The one other thing I could complain about here is that there is literally no establishment on any sort of relationship between Aura and her plant creature. One of the endings lets me side with it and kill everyone and run away, but why would I side with the dumb plant thing when I've only seen it for 2 minutes where she's done absolutely nothing of value to bond with you, and hasn't even said a single word?


It's not a particularly well written story that leaves a lot unexplained. A lot of things are off, from the pacing to the lack of realism. It's not horrible, I've seen a lot worse for sure, but it does still leave you disappointed.

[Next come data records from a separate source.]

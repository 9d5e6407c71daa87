//! Filesystem operations addressed by virtual paths.
//!
//! The emulator core addresses files relative to its user directory, for
//! example `/log/emu_log.txt`. A [DocumentTree] joins these onto the storage
//! root before touching the filesystem. Paths the core received from the
//! platform, which already point at the app's own storage, are recognised by
//! the package identifier they contain and used as-is.

use std::borrow::Cow;
use std::fs::{self, File};
use std::io;
use std::path::{Path, PathBuf};

use serde::Serialize;

use crate::open_mode::OpenMode;
use crate::utils::{
    ensure_dir_exists, make_absolute, path_name_or_empty, virtual_to_os_path, VirtualPath,
};

/// Snapshot of a single resolved path
#[derive(Clone, Debug, PartialEq, Eq, Serialize)]
pub struct FileInfo {
    pub path: PathBuf,
    pub name: String,
    pub exists: bool,
    pub is_directory: bool,
    pub size: u64,
}

pub struct DocumentTree {
    root: Option<PathBuf>,
    package: String,
}

impl DocumentTree {
    pub fn new<S: Into<String>>(package: S) -> Self {
        Self {
            root: None,
            package: package.into(),
        }
    }

    pub fn with_root<S: Into<String>, P: AsRef<Path>>(package: S, root: P) -> io::Result<Self> {
        let mut it = Self::new(package);
        it.set_root(root)?;
        Ok(it)
    }

    /// Set the storage root, replacing any previous one.
    ///
    /// Relative roots are made absolute against the current directory here so
    /// that resolving never depends on where the process happens to be.
    pub fn set_root<P: AsRef<Path>>(&mut self, root: P) -> io::Result<()> {
        let root = make_absolute(root.as_ref())?;
        log::debug!("document tree root set to {}", root.display());
        self.root = Some(root);
        Ok(())
    }

    pub fn root(&self) -> Option<&Path> {
        self.root.as_deref()
    }

    pub fn package(&self) -> &str {
        &self.package
    }

    pub fn classify(&self, filepath: &str) -> VirtualPath {
        VirtualPath::classify(filepath, &self.package)
    }

    pub fn resolve_path(&self, filepath: &str) -> crate::Result<PathBuf> {
        log::trace!("resolve_path: {}", filepath);
        self.resolve(&self.classify(filepath))
            .map(Cow::into_owned)
    }

    pub fn resolve<'a>(&self, path: &'a VirtualPath) -> crate::Result<Cow<'a, Path>> {
        match path {
            VirtualPath::Resolved(p) => Ok(Cow::Borrowed(Path::new(p.as_str()))),
            VirtualPath::Relative(p) => {
                let root = self.root.as_ref().ok_or(crate::Error::NoRoot)?;
                let rel = virtual_to_os_path(p);
                if rel.as_os_str().is_empty() {
                    return Ok(Cow::Owned(root.clone()));
                }
                Ok(Cow::Owned(root.join(rel)))
            }
        }
    }

    /// Create the empty file `name` inside `filepath`, creating `filepath`
    /// first if needed. Fails if the file already exists.
    pub fn create_file(&self, filepath: &str, name: &str) -> crate::Result<PathBuf> {
        log::debug!("create_file: {} {}", filepath, name);
        let parent = self.resolve_path(filepath)?;
        ensure_dir_exists(&parent)?;
        let path = parent.join(name);
        fs::OpenOptions::new()
            .write(true)
            .create_new(true)
            .open(&path)?;
        Ok(path)
    }

    /// Create the directory `name` inside `filepath`, creating every missing
    /// directory along the way, including any inside a nested `name`. Fails
    /// if the target already exists.
    pub fn create_dir(&self, filepath: &str, name: &str) -> crate::Result<PathBuf> {
        log::debug!("create_dir: {} {}", filepath, name);
        let path = self.resolve_path(filepath)?.join(virtual_to_os_path(name));
        if path.exists() {
            return Err(io::Error::new(
                io::ErrorKind::AlreadyExists,
                format!("{} already exists", path.display()),
            )
            .into());
        }
        fs::create_dir_all(&path)?;
        Ok(path)
    }

    pub fn open(&self, filepath: &str, mode: OpenMode) -> crate::Result<File> {
        log::debug!("open: {} ({})", filepath, mode);
        let path = self.resolve_path(filepath)?;
        Ok(mode.to_open_options().open(&path)?)
    }

    /// Open `filepath` and hand the raw descriptor to the caller, who becomes
    /// responsible for closing it.
    #[cfg(unix)]
    pub fn open_content_uri(
        &self,
        filepath: &str,
        mode: &str,
    ) -> crate::Result<std::os::fd::RawFd> {
        use std::os::fd::IntoRawFd;

        let mode = OpenMode::parse(mode)?;
        let file = self.open(filepath, mode)?;
        Ok(file.into_raw_fd())
    }

    pub fn file_name(&self, filepath: &str) -> crate::Result<String> {
        log::debug!("file_name: {}", filepath);
        let path = self.resolve_path(filepath)?;
        Ok(path_name_or_empty(&path))
    }

    /// Names of the entries in `filepath`, sorted. A missing path lists as
    /// empty.
    pub fn list(&self, filepath: &str) -> crate::Result<Vec<String>> {
        log::debug!("list: {}", filepath);
        let path = self.resolve_path(filepath)?;
        if !path.exists() {
            return Ok(Vec::new());
        }
        let mut names = fs::read_dir(&path)?
            .filter_map(|it| match it {
                Ok(entry) => Some(entry.file_name().to_string_lossy().into_owned()),
                Err(e) => {
                    log::warn!("skipping unreadable entry in {}: {}", path.display(), e);
                    None
                }
            })
            .collect::<Vec<String>>();
        names.sort();
        Ok(names)
    }

    /// Size in bytes, 0 for directories and missing paths
    pub fn file_size(&self, filepath: &str) -> crate::Result<u64> {
        log::debug!("file_size: {}", filepath);
        let path = self.resolve_path(filepath)?;
        match fs::metadata(&path) {
            Ok(meta) if meta.is_dir() => Ok(0),
            Ok(meta) => Ok(meta.len()),
            Err(e) if e.kind() == io::ErrorKind::NotFound => Ok(0),
            Err(e) => Err(e.into()),
        }
    }

    pub fn is_directory(&self, filepath: &str) -> crate::Result<bool> {
        log::debug!("is_directory: {}", filepath);
        Ok(self.resolve_path(filepath)?.is_dir())
    }

    pub fn exists(&self, filepath: &str) -> crate::Result<bool> {
        log::debug!("exists: {}", filepath);
        Ok(self.resolve_path(filepath)?.exists())
    }

    pub fn stat(&self, filepath: &str) -> crate::Result<FileInfo> {
        let path = self.resolve_path(filepath)?;
        let (exists, is_directory, size) = match fs::metadata(&path) {
            Ok(meta) if meta.is_dir() => (true, true, 0),
            Ok(meta) => (true, false, meta.len()),
            Err(e) if e.kind() == io::ErrorKind::NotFound => (false, false, 0),
            Err(e) => return Err(e.into()),
        };
        Ok(FileInfo {
            name: path_name_or_empty(&path),
            path,
            exists,
            is_directory,
            size,
        })
    }

    /// Copying between documents has never been supported
    pub fn copy_file(
        &self,
        source: &str,
        destination_parent: &str,
        destination_name: &str,
    ) -> crate::Result<()> {
        log::debug!(
            "copy_file: {} -> {} {}",
            source,
            destination_parent,
            destination_name
        );
        Err(crate::Error::Unsupported("copy"))
    }

    /// Rename with the platform's semantics, so a rename across filesystems
    /// fails rather than copying.
    pub fn rename(&self, filepath: &str, destination: &str) -> crate::Result<()> {
        log::debug!("rename: {} -> {}", filepath, destination);
        let from = self.resolve_path(filepath)?;
        let to = self.resolve_path(destination)?;
        fs::rename(&from, &to)?;
        Ok(())
    }

    /// Delete a file or an empty directory
    pub fn delete(&self, filepath: &str) -> crate::Result<()> {
        log::debug!("delete: {}", filepath);
        let path = self.resolve_path(filepath)?;
        if fs::symlink_metadata(&path)?.is_dir() {
            fs::remove_dir(&path)?;
        } else {
            fs::remove_file(&path)?;
        }
        Ok(())
    }
}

But the absolute biggest deal breaker for me here was the lack of polish. Oh boy, cinematic, this game is not. There are tons of sudden cuts or images that appear out of nowhere with no fades at all in between. Characters can often just teleport into the map during cutscenes, and a lot of collissions are off and I can't step on places I logically should be able to stand on, or go behind things like the house gates or the top parts of trees. The cutscenes, as I have mentioned before, are very anti-cinematic with little to nothing impressive ever happening in them. Even when you get a game over, the game just flashes the picture out of nowhere (accompanied by no sound or anything, I should add) and then when you press space, it quickly gets deleted, shows the map for a few frames and returns you to the title screen.


You okay there, Aura?


"Show Me Your Homework" is a game that was made in under three days, and for that, it's not the worst game out there, but it could have been much much better. It doesn't make me want to not play the developer's other games, but it does make me slightly skeptical about them to say the least. Hopefully, they will be much better in regards to polish and story, and I'm excited to see if they are.

I give this game two murderous humanoid plant monster dryad thingymagigs out of five.